AIM OF THE EXERCISE:
Give again only those lines from the start of the entries through the line holding "pub struct WorkerScheduler", leaving them as they are.

LISTED RECORDS:
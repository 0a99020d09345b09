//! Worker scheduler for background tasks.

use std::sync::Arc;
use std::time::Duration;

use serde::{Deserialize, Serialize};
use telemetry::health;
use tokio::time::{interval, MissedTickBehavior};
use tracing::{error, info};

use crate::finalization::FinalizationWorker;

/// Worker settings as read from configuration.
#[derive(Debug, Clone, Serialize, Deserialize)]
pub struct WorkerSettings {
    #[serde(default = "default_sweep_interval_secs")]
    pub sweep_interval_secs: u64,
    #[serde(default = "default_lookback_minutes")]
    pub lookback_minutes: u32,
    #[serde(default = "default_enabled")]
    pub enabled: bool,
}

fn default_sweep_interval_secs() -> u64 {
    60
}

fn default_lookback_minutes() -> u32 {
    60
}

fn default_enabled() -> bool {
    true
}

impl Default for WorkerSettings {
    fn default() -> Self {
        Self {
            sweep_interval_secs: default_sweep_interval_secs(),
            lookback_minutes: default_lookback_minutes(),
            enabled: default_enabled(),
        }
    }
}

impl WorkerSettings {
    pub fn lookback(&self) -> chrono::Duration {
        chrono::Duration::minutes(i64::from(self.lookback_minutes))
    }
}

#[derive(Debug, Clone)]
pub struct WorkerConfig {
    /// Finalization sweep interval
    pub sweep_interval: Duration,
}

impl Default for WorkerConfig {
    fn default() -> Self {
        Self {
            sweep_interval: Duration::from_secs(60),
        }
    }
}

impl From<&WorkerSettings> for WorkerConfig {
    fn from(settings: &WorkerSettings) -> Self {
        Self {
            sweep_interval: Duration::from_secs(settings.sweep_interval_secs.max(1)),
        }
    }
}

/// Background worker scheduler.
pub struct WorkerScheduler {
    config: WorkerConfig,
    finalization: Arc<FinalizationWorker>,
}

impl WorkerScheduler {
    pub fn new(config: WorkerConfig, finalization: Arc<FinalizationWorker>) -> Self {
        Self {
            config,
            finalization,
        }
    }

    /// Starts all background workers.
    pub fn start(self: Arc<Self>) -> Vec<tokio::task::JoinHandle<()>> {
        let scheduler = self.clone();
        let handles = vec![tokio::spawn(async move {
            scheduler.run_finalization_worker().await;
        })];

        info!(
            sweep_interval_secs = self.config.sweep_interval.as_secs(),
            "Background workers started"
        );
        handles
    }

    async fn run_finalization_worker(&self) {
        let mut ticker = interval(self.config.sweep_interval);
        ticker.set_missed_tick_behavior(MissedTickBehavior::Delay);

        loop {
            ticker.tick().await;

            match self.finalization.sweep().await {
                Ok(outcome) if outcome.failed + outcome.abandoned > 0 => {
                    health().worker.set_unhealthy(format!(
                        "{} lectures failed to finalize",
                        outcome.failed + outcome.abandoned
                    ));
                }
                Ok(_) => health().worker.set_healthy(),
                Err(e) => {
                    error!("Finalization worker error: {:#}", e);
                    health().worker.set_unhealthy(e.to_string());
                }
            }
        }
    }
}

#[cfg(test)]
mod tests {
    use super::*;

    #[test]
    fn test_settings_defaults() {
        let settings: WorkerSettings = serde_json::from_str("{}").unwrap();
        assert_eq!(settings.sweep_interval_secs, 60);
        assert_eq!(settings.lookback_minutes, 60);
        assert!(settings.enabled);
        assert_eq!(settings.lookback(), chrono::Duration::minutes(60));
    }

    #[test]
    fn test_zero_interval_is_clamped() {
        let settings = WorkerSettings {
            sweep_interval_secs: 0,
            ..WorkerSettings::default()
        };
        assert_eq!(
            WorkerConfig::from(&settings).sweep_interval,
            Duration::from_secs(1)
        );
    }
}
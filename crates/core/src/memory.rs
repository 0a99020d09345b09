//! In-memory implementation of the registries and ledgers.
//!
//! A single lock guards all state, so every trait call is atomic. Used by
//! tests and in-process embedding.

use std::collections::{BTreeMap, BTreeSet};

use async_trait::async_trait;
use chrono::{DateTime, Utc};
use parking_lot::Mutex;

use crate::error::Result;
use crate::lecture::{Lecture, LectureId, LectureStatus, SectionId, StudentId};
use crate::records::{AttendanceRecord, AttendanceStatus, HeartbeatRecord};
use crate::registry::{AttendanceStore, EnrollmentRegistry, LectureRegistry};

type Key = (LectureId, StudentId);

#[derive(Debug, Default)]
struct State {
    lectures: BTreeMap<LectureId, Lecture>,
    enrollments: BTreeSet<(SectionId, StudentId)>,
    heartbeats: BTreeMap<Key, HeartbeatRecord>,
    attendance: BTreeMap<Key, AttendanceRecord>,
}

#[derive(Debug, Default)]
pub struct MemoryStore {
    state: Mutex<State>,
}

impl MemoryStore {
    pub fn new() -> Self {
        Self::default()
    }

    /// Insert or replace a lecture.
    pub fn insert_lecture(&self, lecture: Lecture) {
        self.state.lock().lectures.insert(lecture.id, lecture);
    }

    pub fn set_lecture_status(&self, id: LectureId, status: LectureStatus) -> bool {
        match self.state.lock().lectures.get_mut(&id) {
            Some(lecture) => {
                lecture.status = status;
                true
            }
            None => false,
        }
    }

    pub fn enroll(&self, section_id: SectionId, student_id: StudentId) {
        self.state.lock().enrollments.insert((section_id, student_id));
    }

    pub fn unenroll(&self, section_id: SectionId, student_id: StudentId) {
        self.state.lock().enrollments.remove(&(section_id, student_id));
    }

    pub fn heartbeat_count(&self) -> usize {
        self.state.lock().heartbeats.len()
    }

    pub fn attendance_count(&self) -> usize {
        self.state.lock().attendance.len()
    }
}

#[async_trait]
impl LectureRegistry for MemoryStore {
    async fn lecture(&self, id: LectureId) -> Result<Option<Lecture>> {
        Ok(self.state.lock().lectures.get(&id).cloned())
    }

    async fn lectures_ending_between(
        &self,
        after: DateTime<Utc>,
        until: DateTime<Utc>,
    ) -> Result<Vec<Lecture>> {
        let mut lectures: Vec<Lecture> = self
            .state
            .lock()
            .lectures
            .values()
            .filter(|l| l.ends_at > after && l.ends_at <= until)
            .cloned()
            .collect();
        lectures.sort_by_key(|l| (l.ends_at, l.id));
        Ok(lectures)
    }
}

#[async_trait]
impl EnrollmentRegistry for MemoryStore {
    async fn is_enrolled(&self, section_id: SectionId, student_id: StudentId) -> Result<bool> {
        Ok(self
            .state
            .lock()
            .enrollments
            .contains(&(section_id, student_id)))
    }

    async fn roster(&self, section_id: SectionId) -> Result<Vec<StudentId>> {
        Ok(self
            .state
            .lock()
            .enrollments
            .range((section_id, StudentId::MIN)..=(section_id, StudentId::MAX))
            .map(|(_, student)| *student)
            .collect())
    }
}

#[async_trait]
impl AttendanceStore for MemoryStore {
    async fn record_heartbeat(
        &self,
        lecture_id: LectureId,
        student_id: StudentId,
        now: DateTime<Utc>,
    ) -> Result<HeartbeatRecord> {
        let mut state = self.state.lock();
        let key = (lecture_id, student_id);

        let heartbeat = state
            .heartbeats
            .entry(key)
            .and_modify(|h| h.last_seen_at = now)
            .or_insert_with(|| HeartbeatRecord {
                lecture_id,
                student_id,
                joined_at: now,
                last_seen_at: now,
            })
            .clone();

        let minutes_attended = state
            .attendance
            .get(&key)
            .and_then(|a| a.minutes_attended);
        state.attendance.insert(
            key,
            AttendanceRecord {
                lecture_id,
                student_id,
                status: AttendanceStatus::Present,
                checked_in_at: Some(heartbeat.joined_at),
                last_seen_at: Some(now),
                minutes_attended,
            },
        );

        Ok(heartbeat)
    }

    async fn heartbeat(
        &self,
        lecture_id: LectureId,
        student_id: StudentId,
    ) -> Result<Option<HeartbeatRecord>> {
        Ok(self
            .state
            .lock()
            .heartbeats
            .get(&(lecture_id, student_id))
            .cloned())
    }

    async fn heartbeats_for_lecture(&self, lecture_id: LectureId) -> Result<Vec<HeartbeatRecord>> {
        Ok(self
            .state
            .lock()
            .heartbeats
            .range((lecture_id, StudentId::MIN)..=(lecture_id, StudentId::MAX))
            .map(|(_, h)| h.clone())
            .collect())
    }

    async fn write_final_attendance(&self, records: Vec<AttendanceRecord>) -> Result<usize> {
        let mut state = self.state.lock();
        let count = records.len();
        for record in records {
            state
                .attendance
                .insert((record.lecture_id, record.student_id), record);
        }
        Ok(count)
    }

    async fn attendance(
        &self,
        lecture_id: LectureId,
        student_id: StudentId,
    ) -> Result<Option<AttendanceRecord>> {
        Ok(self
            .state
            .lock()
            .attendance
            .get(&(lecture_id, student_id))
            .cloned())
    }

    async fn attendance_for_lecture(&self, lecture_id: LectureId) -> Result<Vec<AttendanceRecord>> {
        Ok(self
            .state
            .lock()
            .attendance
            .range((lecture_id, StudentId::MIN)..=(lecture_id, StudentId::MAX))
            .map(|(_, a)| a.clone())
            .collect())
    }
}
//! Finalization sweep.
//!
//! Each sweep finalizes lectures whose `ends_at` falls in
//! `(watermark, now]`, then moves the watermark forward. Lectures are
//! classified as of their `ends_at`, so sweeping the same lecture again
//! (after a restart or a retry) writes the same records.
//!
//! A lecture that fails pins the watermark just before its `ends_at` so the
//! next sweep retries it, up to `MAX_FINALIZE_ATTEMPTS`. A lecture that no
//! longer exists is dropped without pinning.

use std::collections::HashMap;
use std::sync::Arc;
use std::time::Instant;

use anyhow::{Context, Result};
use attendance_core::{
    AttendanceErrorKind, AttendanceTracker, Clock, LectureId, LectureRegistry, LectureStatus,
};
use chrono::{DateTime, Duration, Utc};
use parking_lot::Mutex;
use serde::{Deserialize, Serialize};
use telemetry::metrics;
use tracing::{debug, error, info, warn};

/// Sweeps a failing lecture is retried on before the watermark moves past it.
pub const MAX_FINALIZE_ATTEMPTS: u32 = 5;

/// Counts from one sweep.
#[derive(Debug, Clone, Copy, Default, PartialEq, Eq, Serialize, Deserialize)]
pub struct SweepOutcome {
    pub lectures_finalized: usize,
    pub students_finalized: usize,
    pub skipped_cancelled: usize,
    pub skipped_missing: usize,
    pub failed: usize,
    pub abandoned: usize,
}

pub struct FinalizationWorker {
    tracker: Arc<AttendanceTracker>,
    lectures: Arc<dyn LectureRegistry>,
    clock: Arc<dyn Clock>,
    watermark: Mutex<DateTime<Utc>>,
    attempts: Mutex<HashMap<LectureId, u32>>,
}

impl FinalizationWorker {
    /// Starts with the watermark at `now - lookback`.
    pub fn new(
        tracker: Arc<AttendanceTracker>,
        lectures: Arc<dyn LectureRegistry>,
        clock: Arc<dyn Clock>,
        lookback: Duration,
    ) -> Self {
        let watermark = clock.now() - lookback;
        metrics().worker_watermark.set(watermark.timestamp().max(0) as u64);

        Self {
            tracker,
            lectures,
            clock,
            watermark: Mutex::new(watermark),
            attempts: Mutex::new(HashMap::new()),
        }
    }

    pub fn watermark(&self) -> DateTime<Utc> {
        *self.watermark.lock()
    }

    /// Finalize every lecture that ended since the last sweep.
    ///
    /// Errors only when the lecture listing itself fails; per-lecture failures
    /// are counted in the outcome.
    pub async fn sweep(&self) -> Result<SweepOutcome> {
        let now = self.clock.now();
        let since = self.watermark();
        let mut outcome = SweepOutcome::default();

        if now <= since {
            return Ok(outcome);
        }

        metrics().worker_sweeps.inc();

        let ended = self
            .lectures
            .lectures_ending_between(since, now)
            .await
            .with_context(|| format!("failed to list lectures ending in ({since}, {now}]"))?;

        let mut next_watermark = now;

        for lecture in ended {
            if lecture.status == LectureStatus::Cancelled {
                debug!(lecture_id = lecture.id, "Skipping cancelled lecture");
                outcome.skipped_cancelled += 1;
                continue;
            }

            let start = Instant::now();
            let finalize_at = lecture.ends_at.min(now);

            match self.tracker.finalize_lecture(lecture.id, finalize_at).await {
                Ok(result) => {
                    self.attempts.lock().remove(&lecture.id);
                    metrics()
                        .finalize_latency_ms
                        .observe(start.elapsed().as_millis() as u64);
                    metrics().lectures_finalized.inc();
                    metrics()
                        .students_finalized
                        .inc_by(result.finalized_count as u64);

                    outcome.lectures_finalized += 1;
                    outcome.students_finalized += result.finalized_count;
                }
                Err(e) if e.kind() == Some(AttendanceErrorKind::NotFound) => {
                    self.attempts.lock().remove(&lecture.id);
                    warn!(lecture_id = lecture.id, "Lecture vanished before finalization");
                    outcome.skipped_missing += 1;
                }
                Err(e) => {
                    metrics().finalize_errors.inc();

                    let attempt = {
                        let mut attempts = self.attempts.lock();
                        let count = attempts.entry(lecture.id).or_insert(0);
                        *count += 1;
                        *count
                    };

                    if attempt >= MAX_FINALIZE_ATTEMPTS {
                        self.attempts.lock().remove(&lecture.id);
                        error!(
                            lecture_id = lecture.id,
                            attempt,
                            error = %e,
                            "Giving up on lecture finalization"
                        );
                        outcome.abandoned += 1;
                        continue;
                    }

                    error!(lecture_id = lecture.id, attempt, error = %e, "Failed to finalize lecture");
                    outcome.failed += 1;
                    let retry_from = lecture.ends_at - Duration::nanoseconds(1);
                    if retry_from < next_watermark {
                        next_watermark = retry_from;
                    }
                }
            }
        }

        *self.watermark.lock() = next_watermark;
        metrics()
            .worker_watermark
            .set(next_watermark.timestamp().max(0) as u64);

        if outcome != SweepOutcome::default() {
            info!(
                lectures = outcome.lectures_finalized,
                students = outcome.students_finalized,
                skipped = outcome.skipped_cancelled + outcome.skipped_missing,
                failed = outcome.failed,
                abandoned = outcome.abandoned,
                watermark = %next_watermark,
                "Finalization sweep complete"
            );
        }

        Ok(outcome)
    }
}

EXPECTED OUTPUT:
repository 0a99020d09345b09
//! Worker scheduler for background tasks.

use std::sync::Arc;
use std::time::Duration;

use serde::{Deserialize, Serialize};
use telemetry::health;
use tokio::time::{interval, MissedTickBehavior};
use tracing::{error, info};

use crate::finalization::FinalizationWorker;

/// Worker settings as read from configuration.
#[derive(Debug, Clone, Serialize, Deserialize)]
pub struct WorkerSettings {
    #[serde(default = "default_sweep_interval_secs")]
    pub sweep_interval_secs: u64,
    #[serde(default = "default_lookback_minutes")]
    pub lookback_minutes: u32,
    #[serde(default = "default_enabled")]
    pub enabled: bool,
}

fn default_sweep_interval_secs() -> u64 {
    60
}

fn default_lookback_minutes() -> u32 {
    60
}

fn default_enabled() -> bool {
    true
}

impl Default for WorkerSettings {
    fn default() -> Self {
        Self {
            sweep_interval_secs: default_sweep_interval_secs(),
            lookback_minutes: default_lookback_minutes(),
            enabled: default_enabled(),
        }
    }
}

impl WorkerSettings {
    pub fn lookback(&self) -> chrono::Duration {
        chrono::Duration::minutes(i64::from(self.lookback_minutes))
    }
}

#[derive(Debug, Clone)]
pub struct WorkerConfig {
    /// Finalization sweep interval
    pub sweep_interval: Duration,
}

impl Default for WorkerConfig {
    fn default() -> Self {
        Self {
            sweep_interval: Duration::from_secs(60),
        }
    }
}

impl From<&WorkerSettings> for WorkerConfig {
    fn from(settings: &WorkerSettings) -> Self {
        Self {
            sweep_interval: Duration::from_secs(settings.sweep_interval_secs.max(1)),
        }
    }
}

/// Background worker scheduler.
pub struct WorkerScheduler {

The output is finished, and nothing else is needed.